=== WORK REQUIRED ===
Up to and including the line with "GPUs against the", reproduce the listing below exactly, beginning at its first line.

************

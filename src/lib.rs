//! # Vulkit
//!
//! Thin ergonomic layer over [ash]. Vulkit wraps the lifetime sensitive Vulkan
//! objects (instance, device, images, buffers, views) into owners that destroy
//! themselves exactly once, and leaves everything else (create infos, flags,
//! command recording) as plain `ash` types.
//!
//! The two main entry points:
//! - [context]: instance creation, physical-device selection and logical-device
//!   setup. [Gpu::new](context::Gpu::new) rates all installed GPUs against the
//!   requested extensions, features and queue families and builds the device on
//!   the best one.
//! - [rendering]: attachment groups for dynamic rendering, single-sampled and
//!   multisampled, including the images backing them.
//!
//! Structures that are not sensitive to lifetime requirements (like create infos)
//! are not wrapped.

pub use ash;
#[cfg(feature = "default_allocator")]
pub use gpu_allocator;

pub mod allocator;
pub mod context;
pub mod error;
pub mod rendering;
pub mod resources;
pub mod util;

pub use error::{DeviceError, InstanceError, ResourceError, VulkitError};

#[cfg(test)]
pub(crate) mod testing;
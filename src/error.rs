use std::error::Error;
use std::ffi::CString;

use ash::{LoadingError, vk};

use thiserror::Error;

#[derive(Error, Debug)]
pub enum InstanceError {
    #[error("Vulkan error: {0}")]
    VkError(#[from] vk::Result),
    #[error("Failed to load Vulkan entry point: {0}")]
    EntryLoading(#[from] LoadingError),
    #[error("Instance layer {0:?} is not available")]
    MissingLayer(CString),
    #[error("Instance extension {0:?} is not available")]
    MissingExtension(CString),
    #[error("Could not acquire a display handle for the window")]
    NoDisplayHandle,
}

#[derive(Error, Debug)]
pub enum DeviceError {
    #[error("Vulkan error: {0}")]
    VkError(#[from] vk::Result),
    #[error("No physical device found. Is a Vulkan capable GPU and driver installed?")]
    NoPhysicalDevice,
    #[error("No physical device satisfies the requested extensions, features and queue families")]
    NoAdequatePhysicalDevice,
    #[error("Extension {0} is not supported by the device")]
    UnsupportedExtension(String),
    #[error("Queue families could not be derived for the selected device")]
    QueueFamiliesUnavailable,
}

#[derive(Error, Debug)]
pub enum ResourceError {
    #[error("Vulkan error: {0}")]
    VkError(#[from] vk::Result),
    #[error("Allocation failed: {0}")]
    Allocation(#[source] Box<dyn Error + Send + Sync + 'static>),
    #[error("Color attachment count {requested} exceeds the supported maximum of {max}")]
    TooManyColorAttachments { requested: u32, max: u32 },
    #[error("Buffer write of {len} bytes at offset {offset} exceeds buffer size {size}")]
    BufferWriteOutOfBounds {
        offset: u64,
        len: u64,
        size: u64,
    },
}

#[derive(Error, Debug)]
pub enum VulkitError {
    #[error("Instance error: {0}")]
    InstanceError(#[from] InstanceError),
    #[error("Device error: {0}")]
    DeviceError(#[from] DeviceError),
    #[error("Resource error: {0}")]
    ResourceError(#[from] ResourceError),
    #[error("Other error: {0}")]
    Other(String),
}

#[cfg(test)]
mod test {
    use static_assertions::assert_impl_all;

    use crate::{
        VulkitError,
        error::{DeviceError, InstanceError, ResourceError},
    };

    #[test]
    fn assure_send_sync() {
        assert_impl_all!(InstanceError: Send, Sync);
        assert_impl_all!(DeviceError: Send, Sync);
        assert_impl_all!(ResourceError: Send, Sync);
        assert_impl_all!(VulkitError: Send, Sync);
    }
}
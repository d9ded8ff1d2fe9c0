//! ## Context
//!
//! When working with Vulkan the [Device](ash::Device) is the entry point for most
//! operations. It is created from an [Instance](ash::Instance) which represents a
//! runtime instance of Vulkan.
//!
//! This module wraps both: [Instance] owns the entry point, the instance handle and
//! the optional debug messenger; [Gpu] performs the physical-device selection search
//! (rate all enumerated devices against the requested extensions, features and queue
//! families, pick the best, fail hard if none is adequate) and materializes the
//! logical [Device] together with the caller-defined queue objects.
//!
//! Which queue families exist is never hardcoded. Callers describe their needs via
//! the [QueueFamilies] and [DeviceQueues] traits and get their own queue type back
//! from [Gpu::new].

mod device;
pub use device::Device;

mod gpu;
pub use gpu::{Gpu, GpuConfig, PhysicalDeviceInfo, default_device_rating};

mod instance;
pub use instance::{Instance, InstanceBuilder};

mod queue;
pub use queue::{
    DeviceQueues, GraphicsQueue, GraphicsQueueFamilies, Queue, QueueFamilies, QueueRequest,
};
///Snapshot of everything the selection search needs to know about one physical
/// device. Queried once per device at enumeration time, then rated offline.
#[derive(Clone, Debug)]
pub struct PhysicalDeviceInfo {
    pub phydev: vk::PhysicalDevice,
    pub properties: vk::PhysicalDeviceProperties,
    pub features: vk::PhysicalDeviceFeatures,
    pub extensions: Vec<CString>,
    pub queue_families: Vec<vk::QueueFamilyProperties>,
}

impl PhysicalDeviceInfo {
    ///Queries properties, features, extensions and queue families of `phydev`.
    pub fn query(instance: &Instance, phydev: vk::PhysicalDevice) -> Self {
        let (properties, features, extensions, queue_families) = unsafe {
            let properties = instance.inner.get_physical_device_properties(phydev);
            let features = instance.inner.get_physical_device_features(phydev);
            let extensions = instance
                .inner
                .enumerate_device_extension_properties(phydev)
                .unwrap_or_default()
                .iter()
                .filter_map(|ext| ext.extension_name_as_c_str().ok().map(CStr::to_owned))
                .collect();
            let queue_families = instance
                .inner
                .get_physical_device_queue_family_properties(phydev);
            (properties, features, extensions, queue_families)
        };

        PhysicalDeviceInfo {
            phydev,
            properties,
            features,
            extensions,
            queue_families,
        }
    }

    ///Queries all physical devices known to `instance`.
    pub fn enumerate(instance: &Instance) -> Result<Vec<Self>, DeviceError> {
        let devices = unsafe { instance.inner.enumerate_physical_devices()? };
        if devices.is_empty() {
            return Err(DeviceError::NoPhysicalDevice);
        }

        Ok(devices
            .into_iter()
            .map(|phydev| Self::query(instance, phydev))
            .collect())
    }

    ///True if the device advertises the extension with exactly this name.
    pub fn supports_extension(&self, name: &CStr) -> bool {
        self.extensions.iter().any(|ext| ext.as_c_str() == name)
    }

    pub fn name(&self) -> String {
        self.properties
            .device_name_as_c_str()
            .map(|name| name.to_string_lossy().into_owned())
            .unwrap_or_else(|_| String::from("unnamed device"))
    }
}

///Views the feature struct as the flat list of feature flags it is defined as.
fn feature_bits(features: &vk::PhysicalDeviceFeatures) -> &[vk::Bool32] {
    //PhysicalDeviceFeatures is repr(C) and consists of Bool32 fields only
    unsafe {
        std::slice::from_raw_parts(
            (features as *const vk::PhysicalDeviceFeatures).cast::<vk::Bool32>(),
            std::mem::size_of::<vk::PhysicalDeviceFeatures>()
                / std::mem::size_of::<vk::Bool32>(),
        )
    }
}

fn supports_features(
    available: &vk::PhysicalDeviceFeatures,
    required: &vk::PhysicalDeviceFeatures,
) -> bool {
    feature_bits(available)
        .iter()
        .zip(feature_bits(required))
        .all(|(has, needs)| *needs == vk::FALSE || *has == vk::TRUE)
}

///Default positive rating of an already adequate device. Discrete GPUs get a large
/// head start, the maximum 2d image dimension breaks ties between same-class
/// devices.
pub fn default_device_rating(info: &PhysicalDeviceInfo) -> u64 {
    let mut score = info.properties.limits.max_image_dimension2_d as u64;
    if info.properties.device_type == vk::PhysicalDeviceType::DISCRETE_GPU {
        score += 1000;
    }
    score
}

///Declares what the logical device must provide: extensions, core features,
/// extension feature structs for the create-info chain and (optionally) a custom
/// rating used to break ties between adequate devices.
pub struct GpuConfig {
    pub extensions: Vec<&'static CStr>,
    features: vk::PhysicalDeviceFeatures,
    feature_chain: Vec<Box<dyn vk::ExtendsDeviceCreateInfo>>,
    use_features2: bool,
    rating: Box<dyn Fn(&PhysicalDeviceInfo) -> u64>,
}

impl Default for GpuConfig {
    fn default() -> Self {
        GpuConfig {
            extensions: Vec::new(),
            features: vk::PhysicalDeviceFeatures::default(),
            feature_chain: Vec::new(),
            use_features2: false,
            rating: Box::new(default_device_rating),
        }
    }
}

impl GpuConfig {
    pub fn new() -> Self {
        Self::default()
    }

    ///Requires a device extension. Devices that do not advertise it are rejected
    /// during selection.
    pub fn with_extension(mut self, name: &'static CStr) -> Self {
        if self.extensions.contains(&name) {
            log::warn!("Tried to enable device extension twice: {:?}", name);
            return self;
        }
        self.extensions.push(name);
        self
    }

    ///Requires the set feature flags of the core 1.0 feature struct. Devices that
    /// miss any set flag are rejected during selection.
    pub fn with_features(mut self, features: vk::PhysicalDeviceFeatures) -> Self {
        if self.use_features2 {
            log::warn!(
                "Core features already supplied through a features2 chain, ignoring inline features"
            );
            return self;
        }
        self.features = features;
        self
    }

    ///Appends an extension feature struct to the device create-info chain.
    pub fn with_feature<T: vk::ExtendsDeviceCreateInfo + 'static>(mut self, feature: T) -> Self {
        self.feature_chain.push(Box::new(feature));
        self
    }

    ///Supplies all features through a [vk::PhysicalDeviceFeatures2] chain node.
    /// From here on the inline feature struct is unused, the two paths are mutually
    /// exclusive per Vulkan rules. Features requested this way are not part of the
    /// adequacy check.
    pub fn with_features2(mut self, features2: vk::PhysicalDeviceFeatures2<'static>) -> Self {
        if feature_bits(&self.features).iter().any(|bit| *bit == vk::TRUE) {
            log::warn!("Dropping inline core features in favour of the features2 chain");
            self.features = vk::PhysicalDeviceFeatures::default();
        }
        self.use_features2 = true;
        self.feature_chain.push(Box::new(features2));
        self
    }

    ///Replaces the default rating of adequate devices.
    pub fn with_rating(mut self, rating: impl Fn(&PhysicalDeviceInfo) -> u64 + 'static) -> Self {
        self.rating = Box::new(rating);
        self
    }

    ///Rates `info`: zero if the device misses a required extension, a required
    /// feature flag or a usable set of queue families, otherwise the positive
    /// rating.
    pub fn rate<F: QueueFamilies>(&self, info: &PhysicalDeviceInfo) -> u64 {
        for ext in &self.extensions {
            if !info.supports_extension(ext) {
                log::info!("{} misses extension {:?}", info.name(), ext);
                return 0;
            }
        }

        if !self.use_features2 && !supports_features(&info.features, &self.features) {
            log::info!("{} misses required features", info.name());
            return 0;
        }

        if F::find(info).is_none() {
            log::info!("{} misses required queue families", info.name());
            return 0;
        }

        (self.rating)(info)
    }
}

///Among equally rated devices the first enumerated one wins.
fn pick_first_max(
    candidates: impl IntoIterator<Item = (PhysicalDeviceInfo, u64)>,
) -> Option<(PhysicalDeviceInfo, u64)> {
    candidates
        .into_iter()
        .fold(None, |best, candidate| match best {
            Some((_, best_score)) if best_score >= candidate.1 => best,
            _ => Some(candidate),
        })
}

fn select_physical_device<F: QueueFamilies>(
    config: &GpuConfig,
    infos: Vec<PhysicalDeviceInfo>,
) -> Result<PhysicalDeviceInfo, DeviceError> {
    let rated = infos
        .into_iter()
        .map(|info| {
            let score = config.rate::<F>(&info);
            log::info!("Device {} rated {}", info.name(), score);
            (info, score)
        })
        .collect::<Vec<_>>();

    match pick_first_max(rated) {
        Some((info, score)) if score > 0 => Ok(info),
        _ => Err(DeviceError::NoAdequatePhysicalDevice),
    }
}

///A selected physical device, the logical device created on it and the queues the
/// caller asked for.
///
/// The queue layout is chosen by the type parameter. [GraphicsQueue](super::GraphicsQueue)
/// covers the common single-queue case; applications with their own layout
/// implement [DeviceQueues] and [QueueFamilies] themselves.
pub struct Gpu<Q: DeviceQueues> {
    pub device: Arc<Device>,
    pub queues: Q,
    pub families: Q::Families,
    pub info: PhysicalDeviceInfo,
}
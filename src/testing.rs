//! Shared test doubles. The mock allocator hands out fake handles and records
//! every destruction, which lets the ownership plumbing run without a GPU.

use std::ptr::NonNull;
use std::sync::{Arc, Mutex};

use ash::vk;
use ash::vk::Handle;
use thiserror::Error;

use crate::allocator::{Allocator, MemoryUsage};
use crate::context::PhysicalDeviceInfo;

#[derive(Error, Debug)]
pub enum MockError {
    #[error("mock allocation failed")]
    Failure,
}

pub struct MockAllocation {
    handle: u64,
    bytes: Box<[u8]>,
}

///Allocator double. Handles are a running counter, buffer allocations carry real
/// host memory so mapped writes and reads work.
pub struct MockAllocator {
    next_handle: u64,
    pub destroyed_images: Vec<u64>,
    pub destroyed_buffers: Vec<u64>,
}

impl MockAllocator {
    pub fn shared() -> Arc<Mutex<Self>> {
        Arc::new(Mutex::new(MockAllocator {
            next_handle: 1,
            destroyed_images: Vec::new(),
            destroyed_buffers: Vec::new(),
        }))
    }

    fn next(&mut self) -> u64 {
        let handle = self.next_handle;
        self.next_handle += 1;
        handle
    }
}

impl Allocator for MockAllocator {
    type Allocation = MockAllocation;
    type Error = MockError;

    fn create_image(
        &mut self,
        _create_info: &vk::ImageCreateInfo,
        _usage: MemoryUsage,
    ) -> Result<(vk::Image, MockAllocation), MockError> {
        let handle = self.next();
        Ok((
            vk::Image::from_raw(handle),
            MockAllocation {
                handle,
                bytes: Box::default(),
            },
        ))
    }

    fn destroy_image(&mut self, image: vk::Image, allocation: MockAllocation) {
        assert_eq!(image.as_raw(), allocation.handle, "handle/allocation pair mixed up");
        self.destroyed_images.push(allocation.handle);
    }

    fn create_buffer(
        &mut self,
        create_info: &vk::BufferCreateInfo,
        _usage: MemoryUsage,
    ) -> Result<(vk::Buffer, MockAllocation), MockError> {
        let handle = self.next();
        Ok((
            vk::Buffer::from_raw(handle),
            MockAllocation {
                handle,
                bytes: vec![0u8; create_info.size as usize].into_boxed_slice(),
            },
        ))
    }

    fn destroy_buffer(&mut self, buffer: vk::Buffer, allocation: MockAllocation) {
        assert_eq!(buffer.as_raw(), allocation.handle, "handle/allocation pair mixed up");
        self.destroyed_buffers.push(allocation.handle);
    }

    fn map_memory(&mut self, allocation: &mut MockAllocation) -> Result<NonNull<u8>, MockError> {
        NonNull::new(allocation.bytes.as_mut_ptr()).ok_or(MockError::Failure)
    }

    fn unmap_memory(&mut self, _allocation: &mut MockAllocation) {}
}

///A blank [PhysicalDeviceInfo] with one graphics+compute+transfer queue family,
/// adjusted by `patch`.
pub fn physical_device_info(patch: impl FnOnce(&mut PhysicalDeviceInfo)) -> PhysicalDeviceInfo {
    let mut info = PhysicalDeviceInfo {
        phydev: vk::PhysicalDevice::null(),
        properties: vk::PhysicalDeviceProperties::default(),
        features: vk::PhysicalDeviceFeatures::default(),
        extensions: Vec::new(),
        queue_families: vec![vk::QueueFamilyProperties {
            queue_flags: vk::QueueFlags::GRAPHICS
                | vk::QueueFlags::COMPUTE
                | vk::QueueFlags::TRANSFER,
            queue_count: 1,
            ..Default::default()
        }],
    };
    patch(&mut info);
    info
}
use std::ptr::NonNull;
use std::sync::Arc;

use ash::vk;
use gpu_allocator::MemoryLocation;
use gpu_allocator::vulkan::{
    Allocation, AllocationCreateDesc, AllocationScheme, AllocatorCreateDesc,
};
use thiserror::Error;

use crate::allocator::{Allocator, MemoryUsage};
use crate::context::Device;

impl From<MemoryUsage> for MemoryLocation {
    fn from(usage: MemoryUsage) -> MemoryLocation {
        match usage {
            MemoryUsage::Unknown => MemoryLocation::Unknown,
            MemoryUsage::GpuOnly => MemoryLocation::GpuOnly,
            MemoryUsage::CpuToGpu => MemoryLocation::CpuToGpu,
            MemoryUsage::GpuToCpu => MemoryLocation::GpuToCpu,
        }
    }
}

#[derive(Error, Debug)]
pub enum GpuAllocatorError {
    #[error("Vulkan error: {0}")]
    VkError(#[from] vk::Result),
    #[error("gpu-allocator error: {0}")]
    Allocation(#[from] gpu_allocator::AllocationError),
    #[error("Allocation is not host visible, can not be mapped")]
    NotMapped,
}

///Default [Allocator] implementation on top of `gpu-allocator`. Keeps its device
/// alive so allocations can always be freed against a live handle.
pub struct GpuAllocator {
    pub device: Arc<Device>,
    pub inner: gpu_allocator::vulkan::Allocator,
}

impl GpuAllocator {
    pub fn new(device: &Arc<Device>) -> Result<Self, GpuAllocatorError> {
        let inner = gpu_allocator::vulkan::Allocator::new(&AllocatorCreateDesc {
            instance: device.instance.inner.clone(),
            device: device.inner.clone(),
            physical_device: device.physical_device,
            debug_settings: gpu_allocator::AllocatorDebugSettings {
                log_leaks_on_shutdown: true,
                ..Default::default()
            },
            buffer_device_address: false,
            allocation_sizes: Default::default(),
        })?;

        Ok(GpuAllocator {
            device: device.clone(),
            inner,
        })
    }

    fn allocate(
        &mut self,
        requirements: vk::MemoryRequirements,
        usage: MemoryUsage,
        linear: bool,
    ) -> Result<Allocation, GpuAllocatorError> {
        Ok(self.inner.allocate(&AllocationCreateDesc {
            name: "vulkit",
            requirements,
            location: usage.into(),
            linear,
            allocation_scheme: AllocationScheme::GpuAllocatorManaged,
        })?)
    }

    fn free(&mut self, allocation: Allocation) {
        if let Err(e) = self.inner.free(allocation) {
            //NOTE: failed free happens "silently" as in, we don't panic. The allocator
            //      "knows" something is wrong and won't reuse the allocation anymore.
            log::error!("Freeing allocation failed with: {}", e);
        }
    }
}

impl Allocator for GpuAllocator {
    type Allocation = Allocation;
    type Error = GpuAllocatorError;

    fn create_image(
        &mut self,
        create_info: &vk::ImageCreateInfo,
        usage: MemoryUsage,
    ) -> Result<(vk::Image, Self::Allocation), Self::Error> {
        let image = unsafe { self.device.inner.create_image(create_info, None)? };
        let requirements = unsafe { self.device.inner.get_image_memory_requirements(image) };

        let allocation = match self.allocate(requirements, usage, false) {
            Ok(allocation) => allocation,
            Err(e) => {
                unsafe { self.device.inner.destroy_image(image, None) };
                return Err(e);
            }
        };

        if let Err(e) = unsafe {
            self.device
                .inner
                .bind_image_memory(image, allocation.memory(), allocation.offset())
        } {
            self.free(allocation);
            unsafe { self.device.inner.destroy_image(image, None) };
            return Err(e.into());
        }

        Ok((image, allocation))
    }

    fn destroy_image(&mut self, image: vk::Image, allocation: Self::Allocation) {
        unsafe { self.device.inner.destroy_image(image, None) };
        self.free(allocation);
    }

    fn create_buffer(
        &mut self,
        create_info: &vk::BufferCreateInfo,
        usage: MemoryUsage,
    ) -> Result<(vk::Buffer, Self::Allocation), Self::Error> {
        let buffer = unsafe { self.device.inner.create_buffer(create_info, None)? };
        let requirements = unsafe { self.device.inner.get_buffer_memory_requirements(buffer) };

        //buffers are always linear in memory
        let allocation = match self.allocate(requirements, usage, true) {
            Ok(allocation) => allocation,
            Err(e) => {
                unsafe { self.device.inner.destroy_buffer(buffer, None) };
                return Err(e);
            }
        };

        if let Err(e) = unsafe {
            self.device
                .inner
                .bind_buffer_memory(buffer, allocation.memory(), allocation.offset())
        } {
            self.free(allocation);
            unsafe { self.device.inner.destroy_buffer(buffer, None) };
            return Err(e.into());
        }

        Ok((buffer, allocation))
    }

    fn destroy_buffer(&mut self, buffer: vk::Buffer, allocation: Self::Allocation) {
        unsafe { self.device.inner.destroy_buffer(buffer, None) };
        self.free(allocation);
    }

    fn map_memory(
        &mut self,
        allocation: &mut Self::Allocation,
    ) -> Result<NonNull<u8>, Self::Error> {
        //gpu-allocator keeps host visible memory persistently mapped.
        allocation
            .mapped_ptr()
            .map(NonNull::cast)
            .ok_or(GpuAllocatorError::NotMapped)
    }

    fn unmap_memory(&mut self, _allocation: &mut Self::Allocation) {}
}
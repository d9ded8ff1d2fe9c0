use std::ops::Deref;
use std::ptr::NonNull;
use std::sync::{Arc, Mutex};

use ash::vk;

use crate::allocator::{Allocator, MemoryUsage};
use crate::error::ResourceError;

use super::AnonymAllocation;

///Non-owning buffer metadata. Cheap to copy; the backing resource is owned by an
/// [AllocatedBuffer] or [MappedBuffer].
#[derive(Clone, Copy, Debug)]
pub struct Buffer {
    pub inner: vk::Buffer,
    pub size: vk::DeviceSize,
    pub usage: vk::BufferUsageFlags,
}

struct ManagedBuffer<A: Allocator + Send + 'static> {
    allocator: Arc<Mutex<A>>,
    buffer: vk::Buffer,
    allocation: Option<A::Allocation>,
}

impl<A: Allocator + Send + 'static> AnonymAllocation for ManagedBuffer<A> {}

impl<A: Allocator + Send + 'static> Drop for ManagedBuffer<A> {
    fn drop(&mut self) {
        if let (Ok(mut lck), Some(allocation)) = (self.allocator.lock(), self.allocation.take()) {
            lck.destroy_buffer(self.buffer, allocation);
        } else {
            log::warn!("Could not free managed buffer allocation");
        }
    }
}

///Buffer that owns its backing allocation, destroyed together exactly once.
pub struct AllocatedBuffer {
    buffer: Buffer,
    #[allow(dead_code)]
    allocation: Box<dyn AnonymAllocation>,
}

impl AllocatedBuffer {
    pub fn new<A: Allocator + Send + 'static>(
        allocator: &Arc<Mutex<A>>,
        create_info: &vk::BufferCreateInfo<'_>,
        memory_usage: MemoryUsage,
    ) -> Result<Self, ResourceError> {
        let (handle, allocation) = allocator
            .lock()
            .unwrap()
            .create_buffer(create_info, memory_usage)
            .map_err(|e| ResourceError::Allocation(Box::new(e)))?;

        Ok(AllocatedBuffer {
            buffer: Buffer {
                inner: handle,
                size: create_info.size,
                usage: create_info.usage,
            },
            allocation: Box::new(ManagedBuffer {
                allocator: allocator.clone(),
                buffer: handle,
                allocation: Some(allocation),
            }),
        })
    }
}

impl Deref for AllocatedBuffer {
    type Target = Buffer;
    fn deref(&self) -> &Buffer {
        &self.buffer
    }
}

///Host visible buffer that is mapped for its whole lifetime. Intended for
/// uniform/staging data that the host rewrites frequently. Unmapped and destroyed
/// on drop.
pub struct MappedBuffer<A: Allocator + Send + 'static> {
    buffer: Buffer,
    allocator: Arc<Mutex<A>>,
    allocation: Option<A::Allocation>,
    ptr: NonNull<u8>,
}

impl<A: Allocator + Send + 'static> MappedBuffer<A> {
    ///Creates a `CpuToGpu` buffer from `create_info` and maps it.
    pub fn new(
        allocator: &Arc<Mutex<A>>,
        create_info: &vk::BufferCreateInfo<'_>,
    ) -> Result<Self, ResourceError> {
        let mut lck = allocator.lock().unwrap();
        let (handle, mut allocation) = lck
            .create_buffer(create_info, MemoryUsage::CpuToGpu)
            .map_err(|e| ResourceError::Allocation(Box::new(e)))?;

        let ptr = match lck.map_memory(&mut allocation) {
            Ok(ptr) => ptr,
            Err(e) => {
                lck.destroy_buffer(handle, allocation);
                return Err(ResourceError::Allocation(Box::new(e)));
            }
        };
        drop(lck);

        Ok(MappedBuffer {
            buffer: Buffer {
                inner: handle,
                size: create_info.size,
                usage: create_info.usage,
            },
            allocator: allocator.clone(),
            allocation: Some(allocation),
            ptr,
        })
    }

    ///Creates a mapped buffer sized for `data` and writes `data` into it.
    pub fn from_data<T: bytemuck::Pod>(
        allocator: &Arc<Mutex<A>>,
        data: &[T],
        usage: vk::BufferUsageFlags,
    ) -> Result<Self, ResourceError> {
        let create_info = vk::BufferCreateInfo::default()
            .size(std::mem::size_of_val(data) as vk::DeviceSize)
            .usage(usage)
            .sharing_mode(vk::SharingMode::EXCLUSIVE);

        let mut buffer = Self::new(allocator, &create_info)?;
        buffer.write(0, data)?;
        Ok(buffer)
    }

    ///Writes `data` at `byte_offset`. Fails if the write would run past the end of
    /// the buffer.
    pub fn write<T: bytemuck::Pod>(
        &mut self,
        byte_offset: vk::DeviceSize,
        data: &[T],
    ) -> Result<(), ResourceError> {
        let bytes: &[u8] = bytemuck::cast_slice(data);
        let end = byte_offset + bytes.len() as vk::DeviceSize;
        if end > self.buffer.size {
            return Err(ResourceError::BufferWriteOutOfBounds {
                offset: byte_offset,
                len: bytes.len() as u64,
                size: self.buffer.size,
            });
        }

        unsafe {
            self.ptr
                .as_ptr()
                .add(byte_offset as usize)
                .copy_from_nonoverlapping(bytes.as_ptr(), bytes.len());
        }
        Ok(())
    }

    ///Reads the whole buffer back as a slice of `T`. Trailing bytes that do not
    /// form a full element are cut off.
    pub fn as_slice<T: bytemuck::Pod>(&self) -> &[T] {
        let len = (self.buffer.size as usize) / std::mem::size_of::<T>();
        let bytes = unsafe {
            std::slice::from_raw_parts(self.ptr.as_ptr(), len * std::mem::size_of::<T>())
        };
        bytemuck::cast_slice(bytes)
    }
}

impl<A: Allocator + Send + 'static> Deref for MappedBuffer<A> {
    type Target = Buffer;
    fn deref(&self) -> &Buffer {
        &self.buffer
    }
}

impl<A: Allocator + Send + 'static> Drop for MappedBuffer<A> {
    fn drop(&mut self) {
        if let (Ok(mut lck), Some(mut allocation)) =
            (self.allocator.lock(), self.allocation.take())
        {
            lck.unmap_memory(&mut allocation);
            lck.destroy_buffer(self.buffer.inner, allocation);
        } else {
            log::warn!("Could not free mapped buffer allocation");
        }
    }
}

#[cfg(test)]
mod tests {
    use super::*;
    use crate::testing::MockAllocator;
    use ash::vk::Handle;

    #[test]
    fn mapped_buffer_roundtrip() {
        let allocator = MockAllocator::shared();
        let data: [f32; 4] = [1.0, 2.0, 3.0, 4.0];

        let buffer =
            MappedBuffer::from_data(&allocator, &data, vk::BufferUsageFlags::UNIFORM_BUFFER)
                .unwrap();
        assert_eq!(buffer.size, 16);
        assert_eq!(buffer.as_slice::<f32>(), &data);
    }

    #[test]
    fn mapped_buffer_rejects_out_of_bounds_write() {
        let allocator = MockAllocator::shared();
        let create_info = vk::BufferCreateInfo::default()
            .size(8)
            .usage(vk::BufferUsageFlags::UNIFORM_BUFFER);

        let mut buffer = MappedBuffer::new(&allocator, &create_info).unwrap();
        let err = buffer.write(4, &[0u32, 1u32]).unwrap_err();
        assert!(matches!(
            err,
            ResourceError::BufferWriteOutOfBounds { offset: 4, len: 8, size: 8 }
        ));

        //an exactly fitting write is fine
        buffer.write(0, &[0u32, 1u32]).unwrap();
    }

    #[test]
    fn buffers_freed_exactly_once() {
        let allocator = MockAllocator::shared();
        let create_info = vk::BufferCreateInfo::default()
            .size(64)
            .usage(vk::BufferUsageFlags::STORAGE_BUFFER);

        let allocated =
            AllocatedBuffer::new(&allocator, &create_info, MemoryUsage::GpuOnly).unwrap();
        let handle = allocated.inner.as_raw();
        drop(allocated);

        let lock = allocator.lock().unwrap();
        assert_eq!(lock.destroyed_buffers, vec![handle]);
    }
}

************

=== ANSWER FOR THIS EXERCISE ===
filename src/lib.rs
//! # Vulkit
//!
//! Thin ergonomic layer over [ash]. Vulkit wraps the lifetime sensitive Vulkan
//! objects (instance, device, images, buffers, views) into owners that destroy
//! themselves exactly once, and leaves everything else (create infos, flags,
//! command recording) as plain `ash` types.
//!
//! The two main entry points:
//! - [context]: instance creation, physical-device selection and logical-device
//!   setup. [Gpu::new](context::Gpu::new) rates all installed GPUs against the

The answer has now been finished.